Characterization and expression of recombination activating genes (RAG-1 and RAG-2) in Xenopus laevis.

The primary repertoire of B and T cells is established by V(D)J recombination. Two closely linked genes, RAG-1 and RAG-2, are essential for this process, and have been identified in mice, humans, and chickens. To study lymphocyte development in Xenopus laevis, we have characterized RAG-1 and RAG-2 in this species and examined their patterns of expression.
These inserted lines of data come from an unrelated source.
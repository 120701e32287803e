//! Low-level ZIP archive parser.
//!
//! This module handles the binary parsing of ZIP file structures,
//! reading from any source that implements the [`ReadAt`] trait.
//!
//! ## Parsing Strategy
//!
//! ZIP files are designed to be read from the end:
//! 1. Find the End of Central Directory (EOCD) at the file's end
//! 2. If ZIP64, read the ZIP64 EOCD for large file support
//! 3. Read the Central Directory to get metadata for all files
//! 4. Read each file's Local File Header to find where its data starts

use byteorder::{LittleEndian, ReadBytesExt};
use std::io::{Cursor, Read};
use std::sync::Arc;

use crate::io::ReadAt;

use super::structures::*;
use super::{ZipError, ZipResult};

/// Maximum ZIP comment size allowed by the format (65535 bytes).
///
/// This limits the search area when looking for EOCD with a comment.
const MAX_COMMENT_SIZE: u64 = 65535;

/// Low-level ZIP file parser.
///
/// Generic over the reader type so that the indexer can parse files on
/// disk while tests parse archives held in memory.
///
/// ## Example
///
/// ```ignore
/// let parser = ZipParser::new(reader);
/// for entry in parser.located_entries()? {
///     println!("{} @ {}", entry.name, entry.data_offset);
/// }
/// ```
pub struct ZipParser<R: ReadAt + ?Sized> {
    /// The underlying data source
    reader: Arc<R>,
    /// Total size of the archive in bytes
    size: u64,
}

impl<R: ReadAt + ?Sized> ZipParser<R> {
    pub fn new(reader: Arc<R>) -> Self {
        let size = reader.size();
        Self { reader, size }
    }

    fn read_exact_at(&self, offset: u64, buf: &mut [u8]) -> ZipResult<()> {
        self.reader.read_exact_at(offset, buf).map_err(ZipError::from)
    }

    /// Find and parse the End of Central Directory record.
    ///
    /// Handles both the simple case (no comment) and archives with
    /// comments by searching backwards for the signature.
    ///
    /// Returns the EOCD record and its offset in the file.
    pub fn find_eocd(&self) -> ZipResult<(EndOfCentralDirectory, u64)> {
        if self.size < EndOfCentralDirectory::SIZE as u64 {
            return Err(ZipError::malformed("not a valid ZIP file"));
        }

        // Common case first: no archive comment, EOCD is the last 22 bytes.
        let offset = self.size - EndOfCentralDirectory::SIZE as u64;
        let mut buf = vec![0u8; EndOfCentralDirectory::SIZE];
        self.read_exact_at(offset, &mut buf)?;

        if &buf[0..4] == EndOfCentralDirectory::SIGNATURE && &buf[20..22] == b"\x00\x00" {
            let eocd = EndOfCentralDirectory::from_bytes(&buf)?;
            return Ok((eocd, offset));
        }

        let search_size = (MAX_COMMENT_SIZE + EndOfCentralDirectory::SIZE as u64).min(self.size);
        let search_start = self.size - search_size;

        let mut buf = vec![0u8; search_size as usize];
        self.read_exact_at(search_start, &mut buf)?;

        // Search backwards for PK\x05\x06 whose comment length reaches
        // exactly to the end of the file.
        for i in (0..=buf.len() - EndOfCentralDirectory::SIZE).rev() {
            if &buf[i..i + 4] == EndOfCentralDirectory::SIGNATURE {
                let comment_len = u16::from_le_bytes([buf[i + 20], buf[i + 21]]) as usize;

                if comment_len == buf.len() - i - EndOfCentralDirectory::SIZE {
                    let eocd = EndOfCentralDirectory::from_bytes(
                        &buf[i..i + EndOfCentralDirectory::SIZE],
                    )?;
                    return Ok((eocd, search_start + i as u64));
                }
            }
        }

        Err(ZipError::malformed("not a valid ZIP file"))
    }

    /// Read the ZIP64 End of Central Directory record.
    ///
    /// Called when the regular EOCD has fields saturated to 0xFFFF or
    /// 0xFFFFFFFF. The locator sits immediately before the regular EOCD.
    pub fn read_zip64_eocd(&self, eocd_offset: u64) -> ZipResult<Zip64EOCD> {
        let locator_offset = eocd_offset
            .checked_sub(Zip64EOCDLocator::SIZE as u64)
            .ok_or_else(|| ZipError::malformed("missing ZIP64 locator"))?;
        let mut locator_buf = vec![0u8; Zip64EOCDLocator::SIZE];
        self.read_exact_at(locator_offset, &mut locator_buf)?;

        let locator = Zip64EOCDLocator::from_bytes(&locator_buf)?;
        if locator.total_disks > 1 {
            return Err(ZipError::malformed("multi-disk archives are not supported"));
        }

        let mut eocd64_buf = vec![0u8; Zip64EOCD::MIN_SIZE];
        self.read_exact_at(locator.eocd64_offset, &mut eocd64_buf)?;

        Zip64EOCD::from_bytes(&eocd64_buf)
    }

    /// List all entries declared by the Central Directory.
    pub fn list_files(&self) -> ZipResult<Vec<CentralEntry>> {
        let (eocd, eocd_offset) = self.find_eocd()?;
        if eocd.is_multi_disk() {
            return Err(ZipError::malformed("multi-disk archives are not supported"));
        }

        let (cd_offset, cd_size, total_entries) = if eocd.is_zip64() {
            let eocd64 = self.read_zip64_eocd(eocd_offset)?;
            (eocd64.cd_offset, eocd64.cd_size, eocd64.total_entries)
        } else {
            (
                eocd.cd_offset as u64,
                eocd.cd_size as u64,
                eocd.total_entries as u64,
            )
        };

        // The directory must lie inside the file; this also bounds the
        // allocation below by the real file size.
        if cd_offset.checked_add(cd_size).is_none_or(|end| end > self.size) {
            return Err(ZipError::malformed("central directory lies outside the file"));
        }
        if total_entries > cd_size / CDFH_MIN_SIZE as u64 {
            return Err(ZipError::malformed("central directory entry count is inconsistent"));
        }

        let mut cd_data = vec![0u8; cd_size as usize];
        self.read_exact_at(cd_offset, &mut cd_data)?;

        let mut entries = Vec::with_capacity(total_entries as usize);
        let mut cursor = Cursor::new(cd_data.as_slice());

        for _ in 0..total_entries {
            entries.push(Self::parse_cdfh(&mut cursor)?);
        }

        Ok(entries)
    }

    /// Parse a Central Directory File Header from a cursor.
    fn parse_cdfh(cursor: &mut Cursor<&[u8]>) -> ZipResult<CentralEntry> {
        let mut sig = [0u8; 4];
        cursor.read_exact(&mut sig)?;
        if sig != CDFH_SIGNATURE {
            return Err(ZipError::malformed("invalid central directory file header"));
        }

        let _version_made_by = cursor.read_u16::<LittleEndian>()?;
        let _version_needed = cursor.read_u16::<LittleEndian>()?;
        let flags = cursor.read_u16::<LittleEndian>()?;
        let method = cursor.read_u16::<LittleEndian>()?;
        let _last_mod_time = cursor.read_u16::<LittleEndian>()?;
        let _last_mod_date = cursor.read_u16::<LittleEndian>()?;
        let crc32 = cursor.read_u32::<LittleEndian>()?;
        let mut compressed_size = cursor.read_u32::<LittleEndian>()? as u64;
        let mut uncompressed_size = cursor.read_u32::<LittleEndian>()? as u64;
        let file_name_length = cursor.read_u16::<LittleEndian>()?;
        let extra_field_length = cursor.read_u16::<LittleEndian>()?;
        let file_comment_length = cursor.read_u16::<LittleEndian>()?;
        let _disk_number_start = cursor.read_u16::<LittleEndian>()?;
        let _internal_attrs = cursor.read_u16::<LittleEndian>()?;
        let _external_attrs = cursor.read_u32::<LittleEndian>()?;
        let mut lfh_offset = cursor.read_u32::<LittleEndian>()? as u64;

        let mut file_name_bytes = vec![0u8; file_name_length as usize];
        cursor.read_exact(&mut file_name_bytes)?;
        // Lossy conversion keeps non-UTF8 names addressable by their lossy form
        let file_name = String::from_utf8_lossy(&file_name_bytes).into_owned();

        let extra_field_end = cursor.position() + extra_field_length as u64;
        if extra_field_end > cursor.get_ref().len() as u64 {
            return Err(ZipError::malformed("extra field runs past central directory"));
        }

        while cursor.position() + 4 <= extra_field_end {
            let header_id = cursor.read_u16::<LittleEndian>()?;
            let field_size = cursor.read_u16::<LittleEndian>()?;
            let field_end = cursor.position() + field_size as u64;

            if header_id == 0x0001 {
                // ZIP64 extended information: each value is present only if
                // the corresponding header field is saturated.
                if uncompressed_size == 0xFFFFFFFF && cursor.position() + 8 <= field_end {
                    uncompressed_size = cursor.read_u64::<LittleEndian>()?;
                }
                if compressed_size == 0xFFFFFFFF && cursor.position() + 8 <= field_end {
                    compressed_size = cursor.read_u64::<LittleEndian>()?;
                }
                if lfh_offset == 0xFFFFFFFF && cursor.position() + 8 <= field_end {
                    lfh_offset = cursor.read_u64::<LittleEndian>()?;
                }
            }
            cursor.set_position(field_end.min(extra_field_end));
        }

        cursor.set_position(extra_field_end);
        cursor.set_position(cursor.position() + file_comment_length as u64);

        Ok(CentralEntry {
            file_name,
            flags,
            method,
            compressed_size,
            uncompressed_size,
            crc32,
            lfh_offset,
        })
    }

    /// Get the actual data offset for a file entry.
    ///
    /// The Local File Header has variable-length fields (file name, extra
    /// field) that may differ from the Central Directory entry, so the
    /// header itself must be read.
    pub fn get_data_offset(&self, entry: &CentralEntry) -> ZipResult<u64> {
        let mut lfh_buf = [0u8; LFH_SIZE];
        self.read_exact_at(entry.lfh_offset, &mut lfh_buf)?;

        if &lfh_buf[0..4] != LFH_SIGNATURE {
            return Err(ZipError::malformed(format!(
                "invalid local file header for {}",
                entry.file_name
            )));
        }

        let mut cursor = Cursor::new(&lfh_buf[26..]);
        let file_name_length = cursor.read_u16::<LittleEndian>()? as u64;
        let extra_field_length = cursor.read_u16::<LittleEndian>()? as u64;

        Ok(entry.lfh_offset + LFH_SIZE as u64 + file_name_length + extra_field_length)
    }

    /// Resolve every entry's payload location.
    ///
    /// Fails if any payload would extend past the end of the archive.
    pub fn located_entries(&self) -> ZipResult<Vec<LocatedEntry>> {
        let entries = self.list_files()?;
        let mut located = Vec::with_capacity(entries.len());

        for entry in entries {
            let data_offset = self.get_data_offset(&entry)?;
            let end = data_offset.checked_add(entry.compressed_size);
            if end.is_none_or(|end| end > self.size) {
                return Err(ZipError::malformed(format!(
                    "payload of {} runs past end of archive",
                    entry.file_name
                )));
            }

            located.push(LocatedEntry {
                encoding: entry.encoding(),
                name: entry.file_name,
                data_offset,
                compressed_size: entry.compressed_size,
                uncompressed_size: entry.uncompressed_size,
                crc32: entry.crc32,
            });
        }

        Ok(located)
    }
}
Degenerate oligonucleotides, based on the known highly conserved RAG-1 sequences, were used to amplify, by the polymerase chain reaction, a segment of Xenopus RAG-1 from genomic DNA. A product of expected size was obtained and used to identify a genomic clone that contained the complete coding region of RAG-1 (1045 codons), and approximately the 3'-half of the coding region of RAG-2. The coding regions of RAG-1 and RAG-2 each lie on a single exon, are in opposite transcriptional orientation, and are separated by approximately 6 kb. The sequence of the remainder of RAG-2 was determined by PCR amplification of genomic DNA, with primers based on sequence analysis of RAG-2 cDNA clones. The predicted Xenopus RAG-1 protein is 71% identical in amino acid sequence to the sequences of each of the mouse, human, and chicken proteins; from position 392 to 1012 the identity is 88%. The coding region of Xenopus RAG-2 (520 codons) is somewhat less conserved among the different species. Tissue-specific expression of Xenopus RAG-1 and RAG-2 was examined both by Northern blotting and by a reverse transcription-polymerase chain reaction assay. In juvenile frogs, the highest levels of RAG-1 and RAG-2 expression were observed in the thymus, with lower levels in liver and spleen, and even lower levels in the kidneys. In adults, the thymus and bone marrow were found to be the principal sites of expression of both genes. RAG-2, but not RAG-1, was expressed in oocytes.